情炎の焔~危険な戦国軍師~
しばらく黙ってお酌をしていると、沈黙が破られた。


「あんたが注いでくれる酒はやっぱりうまいですね」


左近様はお酒に強い人だ。


それなのに顔が赤くなるくらい飲むなんて、きっと何かあったのだろう。


「何かあったんですか?」


「不安なんです」


「不安、ですか?」


「殿の意地、あんたも見たでしょう?」


私は頷く。


「殿は義を盾にとんでもない相手に戦を仕掛けようとしている」


また頷いてみせた。


「吉継殿も言っておられたでしょう。
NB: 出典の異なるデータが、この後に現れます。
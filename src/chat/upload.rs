//! Upload session state machine.
//!
//! An external upload moves through three phases: the backend reserves an
//! upload URL and file id, the bytes are pushed to that URL, and the upload
//! is finalized into a channel. A session that never reaches `Finalized` is
//! an orphaned reservation; nothing cleans it up.

use crate::error::ChatError;

/// Phase of an external upload.
#[derive(Debug, Clone, Copy, PartialEq, Eq, Hash)]
pub enum UploadPhase {
    /// Upload URL and file id granted.
    Reserved,
    /// Bytes accepted by the upload URL.
    Pushed,
    /// File shared into the channel.
    Finalized,
}

impl UploadPhase {
    pub fn can_transition_to(&self, target: UploadPhase) -> bool {
        use UploadPhase::*;

        matches!((self, target), (Reserved, Pushed) | (Pushed, Finalized))
    }

    pub fn is_terminal(&self) -> bool {
        matches!(self, Self::Finalized)
    }
}

impl std::fmt::Display for UploadPhase {
    fn fmt(&self, f: &mut std::fmt::Formatter<'_>) -> std::fmt::Result {
        let s = match self {
            Self::Reserved => "reserved",
            Self::Pushed => "pushed",
            Self::Finalized => "finalized",
        };
        write!(f, "{s}")
    }
}

/// Transient state of one upload. Lives for a single upload call chain.
#[derive(Debug, Clone)]
pub struct UploadSession {
    pub upload_url: String,
    pub file_id: String,
    pub channel_id: String,
    pub file_name: String,
    pub length: usize,
    pub phase: UploadPhase,
}

impl UploadSession {
    pub fn reserved(
        upload_url: impl Into<String>,
        file_id: impl Into<String>,
        channel_id: impl Into<String>,
        file_name: impl Into<String>,
        length: usize,
    ) -> Self {
        Self {
            upload_url: upload_url.into(),
            file_id: file_id.into(),
            channel_id: channel_id.into(),
            file_name: file_name.into(),
            length,
            phase: UploadPhase::Reserved,
        }
    }

    /// Move to `target`, rejecting skipped or repeated phases.
    pub fn transition_to(&mut self, target: UploadPhase) -> Result<(), ChatError> {
        if !self.phase.can_transition_to(target) {
            return Err(ChatError::api(
                "upload",
                format!(
                    "upload {} cannot move from {} to {}",
                    self.file_id, self.phase, target
                ),
            ));
        }
        tracing::debug!(file_id = %self.file_id, from = %self.phase, to = %target, "Upload phase");
        self.phase = target;
        Ok(())
    }

    pub fn is_finalized(&self) -> bool {
        self.phase.is_terminal()
    }
}

/// Whether the upload URL acknowledged the pushed bytes.
///
/// The backend answers a plain-text body such as `OK - 1024`; any body without
/// the literal `OK` is treated as a rejection.
pub fn push_acknowledged(body: &str) -> bool {
    body.contains("OK")
}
殿は楽観しすぎだと。裏切りという不義をまるで考えていらっしゃらない」


「そうですね」


「義は必ず勝つとお考えだ。だから怖い」


「?」


「あの方は清廉すぎる。だからこの暗い乱世でいつか壊れちまうんじゃないか、不安で」


「…」


それはわかる気がした。


三成様は佐和山に来てもなお善政を行い、秀吉様の作った世を必死に守ろうとしている。


あの人は、まっすぐすぎるぐらいまっすぐだ。


「すいません。つい愚痴っぽくなってしまいました」


確かにいつも余裕の彼が、らしくない。


「私で良ければいつでも聞きます」


「友衣さん…」


熱のこもった目で見つめられて、胸の鼓動が早まるのを感じた。